> **Your objective**:
Copy each line of the data below in which the word "absent" can be found.

> **Data records**:
++++++++++

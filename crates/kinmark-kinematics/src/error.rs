//! Error types for tree construction and marker projection.

use kinmark_model::{BodyId, GeomId, GeomKind, JointId, ModelError};
use thiserror::Error;

/// Errors that can occur while building a kinematic tree or projecting markers.
///
/// Every variant is a contract violation between the caller and the model.
/// A projection that returns one of these has emitted nothing.
#[derive(Error, Debug)]
pub enum KinematicsError {
    /// The model failed validation.
    #[error(transparent)]
    Model(#[from] ModelError),

    /// Parent array refers to a body outside the array.
    #[error("Body {body} has parent {parent}, which is not a body")]
    ParentOutOfRange {
        /// Offending body.
        body: BodyId,
        /// Referenced parent id.
        parent: BodyId,
    },

    /// Owner array refers to a body outside the parent array.
    #[error("Geom {geom} is owned by body {body}, which is not a body")]
    OwnerOutOfRange {
        /// Offending geometry.
        geom: GeomId,
        /// Referenced owner id.
        body: BodyId,
    },

    /// Tree was built from a different model.
    #[error("Kinematic tree has {tree_bodies} bodies but model has {model_bodies}")]
    TreeMismatch {
        /// Bodies in the tree.
        tree_bodies: usize,
        /// Bodies in the model.
        model_bodies: usize,
    },

    /// Body id not present in the tree.
    #[error("Body not found: {0}")]
    UnknownBody(BodyId),

    /// Geometry id not present in the model.
    #[error("Geom not found: {0}")]
    UnknownGeom(GeomId),

    /// Joint id not present in the model.
    #[error("Joint not found: {0}")]
    UnknownJoint(JointId),

    /// Body name not present in the model.
    #[error("Body name not found: {0}")]
    UnknownBodyName(String),

    /// Geometry name not present in the model.
    #[error("Geom name not found: {0}")]
    UnknownGeomName(String),

    /// Joint name not present in the model.
    #[error("Joint name not found: {0}")]
    UnknownJointName(String),

    /// Both a body and a geometry were named as the target.
    #[error("Only one of target body ({body}) or target geom ({geom}) may be given")]
    AmbiguousTarget {
        /// Requested body name.
        body: String,
        /// Requested geometry name.
        geom: String,
    },

    /// Neither a body nor a geometry was named as the target.
    #[error("A target body or target geom is required")]
    MissingTarget,

    /// Joint value supplied for a joint that is not a slide joint.
    #[error("Joint {joint} is {kind:?}, only slide joint values are accepted")]
    NotASlideJoint {
        /// Offending joint.
        joint: JointId,
        /// Its actual kind.
        kind: kinmark_model::JointKind,
    },

    /// Joint values were supplied but omit a slide joint the traversal reaches.
    #[error("No value supplied for slide joint {joint} on body {body}")]
    MissingJointValue {
        /// Slide joint without a value.
        joint: JointId,
        /// Body it moves.
        body: BodyId,
    },

    /// Parent relation loops back on itself.
    #[error("Parent chain starting at body {0} does not reach a root")]
    CyclicParents(BodyId),

    /// Geometry's size/mesh fields do not match its kind.
    #[error("Geom of kind {kind:?} is missing its {missing}")]
    MalformedShape {
        /// Declared kind.
        kind: GeomKind,
        /// Which field is absent.
        missing: &'static str,
    },
}
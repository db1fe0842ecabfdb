//! Name-based projection requests.
//!
//! Callers outside the core usually know parts by name and receive
//! quaternions in whatever order their producer uses. [`NamedRequest`]
//! carries that form and resolves it against a model into a
//! [`ProjectionRequest`].

use std::collections::BTreeMap;

use kinmark_math::{Pose, Quat, Vec3};
use kinmark_model::Model;
use serde::{Deserialize, Serialize};

use crate::error::KinematicsError;
use crate::projector::{JointValues, ProjectionRequest, Target};

/// Component order of a raw quaternion.
#[derive(Debug, Clone, Copy, Default, PartialEq, Eq, Serialize, Deserialize)]
#[serde(rename_all = "snake_case")]
pub enum QuatOrder {
    /// Scalar first, `[w, x, y, z]`.
    #[default]
    Wxyz,
    /// Scalar last, `[x, y, z, w]`.
    Xyzw,
}

/// A projection request naming its parts.
#[derive(Debug, Clone, PartialEq, Serialize, Deserialize)]
pub struct NamedRequest {
    /// Body whose pose is overridden. Exclusive with `target_geom`.
    #[serde(default)]
    pub target_body: Option<String>,
    /// Geometry whose pose is overridden. Exclusive with `target_body`.
    #[serde(default)]
    pub target_geom: Option<String>,
    /// Upper bound for upward propagation.
    #[serde(default)]
    pub root_body: Option<String>,
    /// Override position, world frame.
    pub position: [f64; 3],
    /// Override orientation components, in `quat_order`. Identity if absent.
    #[serde(default)]
    pub quat: Option<[f64; 4]>,
    /// Component order of `quat`.
    #[serde(default)]
    pub quat_order: QuatOrder,
    /// Slide joint values by joint name.
    #[serde(default)]
    pub joint_values: Option<BTreeMap<String, f64>>,
}

impl NamedRequest {
    /// Override pose, with the quaternion permuted into the internal order.
    pub fn pose(&self) -> Pose {
        let Some(quat) = self.quat else {
            return Pose::new(Vec3::from(self.position), Quat::identity());
        };
        match self.quat_order {
            QuatOrder::Wxyz => Pose::from_wxyz(self.position, quat),
            QuatOrder::Xyzw => Pose::from_xyzw(self.position, quat),
        }
    }

    /// Resolve names against `model`.
    pub fn resolve(&self, model: &Model) -> Result<ProjectionRequest, KinematicsError> {
        let target = match (&self.target_body, &self.target_geom) {
            (Some(body), Some(geom)) => {
                return Err(KinematicsError::AmbiguousTarget {
                    body: body.clone(),
                    geom: geom.clone(),
                })
            }
            (Some(body), None) => Target::Body(
                model
                    .body_id(body)
                    .ok_or_else(|| KinematicsError::UnknownBodyName(body.clone()))?,
            ),
            (None, Some(geom)) => Target::Geom(
                model
                    .geom_id(geom)
                    .ok_or_else(|| KinematicsError::UnknownGeomName(geom.clone()))?,
            ),
            (None, None) => return Err(KinematicsError::MissingTarget),
        };

        let mut request = ProjectionRequest::new(target, self.pose());

        if let Some(root) = &self.root_body {
            let root = model
                .body_id(root)
                .ok_or_else(|| KinematicsError::UnknownBodyName(root.clone()))?;
            request = request.with_root(root);
        }

        if let Some(named) = &self.joint_values {
            let mut values = JointValues::new();
            for (name, &value) in named {
                let joint = model
                    .joint_id(name)
                    .ok_or_else(|| KinematicsError::UnknownJointName(name.clone()))?;
                values.insert(joint, value);
            }
            request = request.with_joint_values(values);
        }

        Ok(request)
    }
}
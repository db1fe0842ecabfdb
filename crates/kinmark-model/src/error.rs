//! Error types for model loading and validation.

use thiserror::Error;

use crate::{BodyId, GeomId, GeomKind, JointId};

/// Errors that can occur while loading or validating a model.
#[derive(Error, Debug)]
pub enum ModelError {
    /// Malformed JSON.
    #[error("Failed to parse model: {0}")]
    Json(#[from] serde_json::Error),

    /// Model has no bodies (not even a world body).
    #[error("Model has no bodies")]
    Empty,

    /// Body refers to a parent that does not exist.
    #[error("Body {body} has parent {parent}, which is not a body")]
    ParentOutOfRange {
        /// Offending body.
        body: BodyId,
        /// Referenced parent id.
        parent: BodyId,
    },

    /// Geometry refers to an owner body that does not exist.
    #[error("Geom {geom} is owned by body {body}, which is not a body")]
    OwnerOutOfRange {
        /// Offending geometry.
        geom: GeomId,
        /// Referenced owner id.
        body: BodyId,
    },

    /// Body refers to a joint that does not exist.
    #[error("Body {body} refers to joint {joint}, which is not a joint")]
    JointOutOfRange {
        /// Offending body.
        body: BodyId,
        /// Referenced joint id.
        joint: JointId,
    },

    /// Geometry's size/mesh fields do not match its kind.
    #[error("Geom {geom} of kind {kind:?} must carry exactly one of size or mesh")]
    ShapeMismatch {
        /// Offending geometry.
        geom: GeomId,
        /// Declared kind.
        kind: GeomKind,
    },
}
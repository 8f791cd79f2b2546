//! HTTP API: rule management, packet testing and test history.
//!
//! Every mutation endpoint follows the same shape: validate input, take the
//! store write lock, load the current rules, check preconditions, mutate,
//! persist, respond. Validation failures short-circuit before anything is
//! written.

use std::sync::Arc;
use std::time::Duration;

use anyhow::{Context, Result};
use axum::{
    extract::{Path, State},
    http::StatusCode,
    response::{Html, IntoResponse, Response},
    routing::{get, post, put},
    Json, Router,
};
use chrono::Utc;
use fw_filter::{decide, service::service_name, Action, Packet, Rule, RuleStats};
use serde::Deserialize;
use serde_json::{json, Value};
use tower_http::cors::CorsLayer;
use tracing::{error, info};

use crate::history::{TestHistory, TestRecord};
use crate::probe::probe;
use crate::store::RuleStore;

/// Shared handles passed to every request handler. One instance per process;
/// no hidden singletons.
pub struct AppState {
    pub store: RuleStore,
    pub history: TestHistory,
    pub probe_timeout: Duration,
}

// =============================================================================
// Error Shaping
// =============================================================================

/// API-visible failure: a status code plus a one-line reason. Internal
/// errors are logged in full but surface only as the generic message.
#[derive(Debug)]
pub struct ApiError {
    status: StatusCode,
    message: String,
}

impl ApiError {
    fn bad_request(message: impl Into<String>) -> Self {
        Self {
            status: StatusCode::BAD_REQUEST,
            message: message.into(),
        }
    }

    fn not_found(message: impl Into<String>) -> Self {
        Self {
            status: StatusCode::NOT_FOUND,
            message: message.into(),
        }
    }

    fn internal(message: impl Into<String>) -> Self {
        Self {
            status: StatusCode::INTERNAL_SERVER_ERROR,
            message: message.into(),
        }
    }
}

impl IntoResponse for ApiError {
    fn into_response(self) -> Response {
        (self.status, Json(json!({ "error": self.message }))).into_response()
    }
}

// =============================================================================
// Input Validation
// =============================================================================

fn validate_ip(raw: &str) -> Result<String, ApiError> {
    let ip = raw.trim();
    if ip.is_empty() {
        return Err(ApiError::bad_request("ip is required"));
    }
    // Any non-empty string is accepted; there is no address-format check.
    Ok(ip.to_string())
}

/// Accept a JSON integer or numeric string, bounded to [1, 65535].
fn validate_port(raw: &Value) -> Result<u16, ApiError> {
    let port = match raw {
        Value::Number(n) => n.as_i64(),
        Value::String(s) => s.trim().parse::<i64>().ok(),
        _ => None,
    };
    match port {
        Some(p) if (1..=65535).contains(&p) => Ok(p as u16),
        Some(_) => Err(ApiError::bad_request("port out of range (1-65535)")),
        None => Err(ApiError::bad_request("port must be a number")),
    }
}

fn validate_action(raw: &str) -> Result<Action, ApiError> {
    Action::parse(raw)
        .ok_or_else(|| ApiError::bad_request("invalid action: expected PERMIT or BLOCK"))
}

/// Resolve a path segment to a rule index. Non-numeric and out-of-bounds
/// values both read as "no such rule".
fn validate_index(raw: &str, len: usize) -> Result<usize, ApiError> {
    raw.parse::<usize>()
        .ok()
        .filter(|&index| index < len)
        .ok_or_else(|| ApiError::not_found("rule not found"))
}

fn normalize_description(raw: Option<String>) -> Option<String> {
    raw.map(|d| d.trim().to_string()).filter(|d| !d.is_empty())
}

// =============================================================================
// Rule Mutations
// =============================================================================

/// Append a new rule, enforcing (ip, port) uniqueness within the active set.
fn insert_rule(
    rules: &mut Vec<Rule>,
    ip: String,
    port: u16,
    action: Action,
    description: Option<String>,
) -> Result<Rule, ApiError> {
    if rules.iter().any(|r| r.matches(&ip, port)) {
        return Err(ApiError::bad_request(
            "a rule for this ip and port already exists",
        ));
    }
    let rule = Rule {
        ip,
        port,
        action,
        description,
    };
    rules.push(rule.clone());
    Ok(rule)
}

/// Apply action and/or description changes to the rule at `index`.
///
/// A present-but-blank description removes the existing one; an absent field
/// leaves the rule untouched.
fn patch_rule(
    rules: &mut [Rule],
    index: usize,
    action: Option<Action>,
    description: Option<String>,
) -> Rule {
    let rule = &mut rules[index];
    if let Some(action) = action {
        rule.action = action;
    }
    if let Some(description) = description {
        let trimmed = description.trim();
        rule.description = if trimmed.is_empty() {
            None
        } else {
            Some(trimmed.to_string())
        };
    }
    rule.clone()
}

fn persist(store: &RuleStore, rules: &[Rule]) -> Result<(), ApiError> {
    store.save(rules).map_err(|e| {
        error!("Failed to persist rules: {:#}", e);
        ApiError::internal("failed to save rules")
    })
}

// =============================================================================
// Handlers
// =============================================================================

/// Serve the dashboard HTML
async fn dashboard() -> impl IntoResponse {
    Html(include_str!("../static/dashboard.html"))
}

async fn list_rules(State(state): State<Arc<AppState>>) -> Json<Vec<Rule>> {
    Json(state.store.load())
}

#[derive(Deserialize)]
struct CreateRuleBody {
    ip: String,
    port: Value,
    action: String,
    #[serde(default)]
    description: Option<String>,
}

async fn create_rule(
    State(state): State<Arc<AppState>>,
    Json(body): Json<CreateRuleBody>,
) -> Result<(StatusCode, Json<Rule>), ApiError> {
    let ip = validate_ip(&body.ip)?;
    let port = validate_port(&body.port)?;
    let action = validate_action(&body.action)?;
    let description = normalize_description(body.description);

    let _guard = state.store.write_lock().await;
    let mut rules = state.store.load();
    let rule = insert_rule(&mut rules, ip, port, action, description)?;
    persist(&state.store, &rules)?;
    info!("Rule added: {} {}:{}", rule.action, rule.ip, rule.port);
    Ok((StatusCode::CREATED, Json(rule)))
}

#[derive(Deserialize)]
struct UpdateRuleBody {
    #[serde(default)]
    action: Option<String>,
    #[serde(default)]
    description: Option<String>,
}

async fn update_rule(
    Path(index): Path<String>,
    State(state): State<Arc<AppState>>,
    Json(body): Json<UpdateRuleBody>,
) -> Result<Json<Rule>, ApiError> {
    let _guard = state.store.write_lock().await;
    let mut rules = state.store.load();
    let index = validate_index(&index, rules.len())?;
    let action = match body.action.as_deref() {
        Some(raw) => Some(validate_action(raw)?),
        None => None,
    };

    let rule = patch_rule(&mut rules, index, action, body.description);
    persist(&state.store, &rules)?;
    info!("Rule {} updated: {} {}:{}", index, rule.action, rule.ip, rule.port);
    Ok(Json(rule))
}

async fn delete_rule(
    Path(index): Path<String>,
    State(state): State<Arc<AppState>>,
) -> Result<Json<Value>, ApiError> {
    let _guard = state.store.write_lock().await;
    let mut rules = state.store.load();
    let index = validate_index(&index, rules.len())?;
    let deleted = rules.remove(index);
    persist(&state.store, &rules)?;
    info!("Rule {} deleted: {} {}:{}", index, deleted.action, deleted.ip, deleted.port);
    Ok(Json(json!({
        "message": "rule deleted",
        "deleted_rule": deleted,
    })))
}

#[derive(Deserialize)]
struct TestPacketBody {
    ip: String,
    port: Value,
}

async fn test_packet(
    State(state): State<Arc<AppState>>,
    Json(body): Json<TestPacketBody>,
) -> Result<Json<TestRecord>, ApiError> {
    let ip = validate_ip(&body.ip)?;
    let port = validate_port(&body.port)?;
    Ok(Json(execute_test(&state, &ip, port).await))
}

/// Run one packet test through the shared core: probe reachability, apply
/// the current rule set, annotate with the service name and append to the
/// history. Used by both the HTTP API and the console front-end. The probe
/// result never influences the decision.
pub async fn execute_test(state: &AppState, ip: &str, port: u16) -> TestRecord {
    let reachability = probe(ip, port, state.probe_timeout).await;
    let rules = state.store.load();
    let packet = Packet {
        ip: ip.to_string(),
        port,
    };
    let decision = decide(&packet, &rules);

    let record = TestRecord {
        ip: ip.to_string(),
        port,
        service: service_name(port).to_string(),
        reachability,
        decision,
        timestamp: Utc::now(),
    };
    state.history.record(record.clone()).await;
    info!("Test {}:{} -> {} (reachability: {})", ip, port, decision, reachability);
    record
}

async fn list_tests(State(state): State<Arc<AppState>>) -> Json<Vec<TestRecord>> {
    Json(state.history.list().await)
}

async fn clear_tests(State(state): State<Arc<AppState>>) -> Json<Value> {
    state.history.clear().await;
    info!("Test history cleared");
    Json(json!({ "message": "history cleared" }))
}

async fn stats(State(state): State<Arc<AppState>>) -> Json<RuleStats> {
    Json(RuleStats::of(&state.store.load()))
}

// =============================================================================
// Router / Server
// =============================================================================

pub fn router(state: Arc<AppState>) -> Router {
    Router::new()
        .route("/", get(dashboard))
        .route("/rules", get(list_rules).post(create_rule))
        .route("/rules/{index}", put(update_rule).delete(delete_rule))
        .route("/test-packet", post(test_packet))
        .route("/tests", get(list_tests).delete(clear_tests))
        .route("/stats", get(stats))
        .layer(CorsLayer::permissive())
        .with_state(state)
}

/// Start the API server.
pub async fn run_server(state: Arc<AppState>, bind: &str) -> Result<()> {
    let app = router(state);
    let listener = tokio::net::TcpListener::bind(bind)
        .await
        .with_context(|| format!("Failed to bind {}", bind))?;
    info!("Firewall simulator ready at http://{}", bind);
    axum::serve(listener, app).await.context("API server error")?;
    Ok(())
}

// =============================================================================
// Tests
// =============================================================================

#[cfg(test)]
mod tests {
    use super::*;

    fn rule(ip: &str, port: u16, action: Action) -> Rule {
        Rule {
            ip: ip.to_string(),
            port,
            action,
            description: None,
        }
    }

    #[test]
    fn test_validate_port_accepts_integer_and_string() {
        assert_eq!(validate_port(&json!(443)).unwrap(), 443);
        assert_eq!(validate_port(&json!("443")).unwrap(), 443);
        assert_eq!(validate_port(&json!(" 22 ")).unwrap(), 22);
    }

    #[test]
    fn test_validate_port_rejects_out_of_range() {
        let err = validate_port(&json!(70000)).unwrap_err();
        assert_eq!(err.status, StatusCode::BAD_REQUEST);
        assert!(err.message.contains("out of range"));
        assert!(validate_port(&json!(0)).is_err());
        assert!(validate_port(&json!(-1)).is_err());
    }

    #[test]
    fn test_validate_port_rejects_non_numbers() {
        assert!(validate_port(&json!("http")).is_err());
        assert!(validate_port(&json!(null)).is_err());
        assert!(validate_port(&json!([80])).is_err());
    }

    #[test]
    fn test_validate_action_normalizes_case() {
        assert_eq!(validate_action("permit").unwrap(), Action::Permit);
        assert_eq!(validate_action("Block").unwrap(), Action::Block);
        let err = validate_action("maybe").unwrap_err();
        assert_eq!(err.status, StatusCode::BAD_REQUEST);
        assert!(err.message.contains("invalid action"));
    }

    #[test]
    fn test_validate_ip_rejects_blank() {
        assert!(validate_ip("   ").is_err());
        assert_eq!(validate_ip(" 10.0.0.1 ").unwrap(), "10.0.0.1");
    }

    #[test]
    fn test_validate_index_bounds() {
        assert_eq!(validate_index("1", 2).unwrap(), 1);
        let err = validate_index("5", 2).unwrap_err();
        assert_eq!(err.status, StatusCode::NOT_FOUND);
        assert!(validate_index("2", 2).is_err());
        assert!(validate_index("-1", 2).is_err());
        assert!(validate_index("abc", 2).is_err());
    }

    #[test]
    fn test_insert_rule_appends_in_order() {
        let mut rules = vec![rule("8.8.8.8", 53, Action::Permit)];
        let created =
            insert_rule(&mut rules, "1.1.1.1".to_string(), 443, Action::Block, None).unwrap();
        assert_eq!(rules.len(), 2);
        assert_eq!(rules[1], created);
    }

    #[test]
    fn test_insert_rule_rejects_duplicate() {
        let mut rules = vec![rule("8.8.8.8", 53, Action::Permit)];
        let err = insert_rule(&mut rules, "8.8.8.8".to_string(), 53, Action::Block, None)
            .unwrap_err();
        assert_eq!(err.status, StatusCode::BAD_REQUEST);
        assert_eq!(rules.len(), 1, "rejected create must not grow the set");
    }

    #[test]
    fn test_insert_rule_same_ip_other_port_is_fine() {
        let mut rules = vec![rule("8.8.8.8", 53, Action::Permit)];
        assert!(insert_rule(&mut rules, "8.8.8.8".to_string(), 443, Action::Permit, None).is_ok());
    }

    #[test]
    fn test_patch_rule_updates_action_only() {
        let mut rules = vec![Rule {
            description: Some("keep me".to_string()),
            ..rule("8.8.8.8", 53, Action::Permit)
        }];
        let updated = patch_rule(&mut rules, 0, Some(Action::Block), None);
        assert_eq!(updated.action, Action::Block);
        assert_eq!(updated.description.as_deref(), Some("keep me"));
    }

    #[test]
    fn test_patch_rule_blank_description_removes_it() {
        let mut rules = vec![Rule {
            description: Some("old".to_string()),
            ..rule("8.8.8.8", 53, Action::Permit)
        }];
        let updated = patch_rule(&mut rules, 0, None, Some("  ".to_string()));
        assert_eq!(updated.description, None);
        assert_eq!(updated.action, Action::Permit);
    }

    #[test]
    fn test_patch_rule_sets_trimmed_description() {
        let mut rules = vec![rule("8.8.8.8", 53, Action::Permit)];
        let updated = patch_rule(&mut rules, 0, None, Some("  DNS server  ".to_string()));
        assert_eq!(updated.description.as_deref(), Some("DNS server"));
    }

    #[test]
    fn test_normalize_description_drops_blank() {
        assert_eq!(normalize_description(Some("  ".to_string())), None);
        assert_eq!(normalize_description(None), None);
        assert_eq!(
            normalize_description(Some(" lab ".to_string())).as_deref(),
            Some("lab")
        );
    }
}
//! Well-known service names for diagnostic annotation.

/// Map a destination port to its canonical service name.
///
/// Total function: ports outside the table map to "Unknown".
pub fn service_name(port: u16) -> &'static str {
    match port {
        20 => "FTP Data",
        21 => "FTP Control",
        22 => "SSH",
        23 => "Telnet",
        25 => "SMTP",
        53 => "DNS",
        80 => "HTTP",
        110 => "POP3",
        143 => "IMAP",
        443 => "HTTPS",
        3306 => "MySQL",
        3389 => "RDP",
        5432 => "PostgreSQL",
        8080 => "HTTP Proxy",
        _ => "Unknown",
    }
}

++++++++++

> **Exercise output**:
        /// Which field is absent.
    /// Override orientation components, in `quat_order`. Identity if absent.
/// A present-but-blank description removes the existing one; an absent field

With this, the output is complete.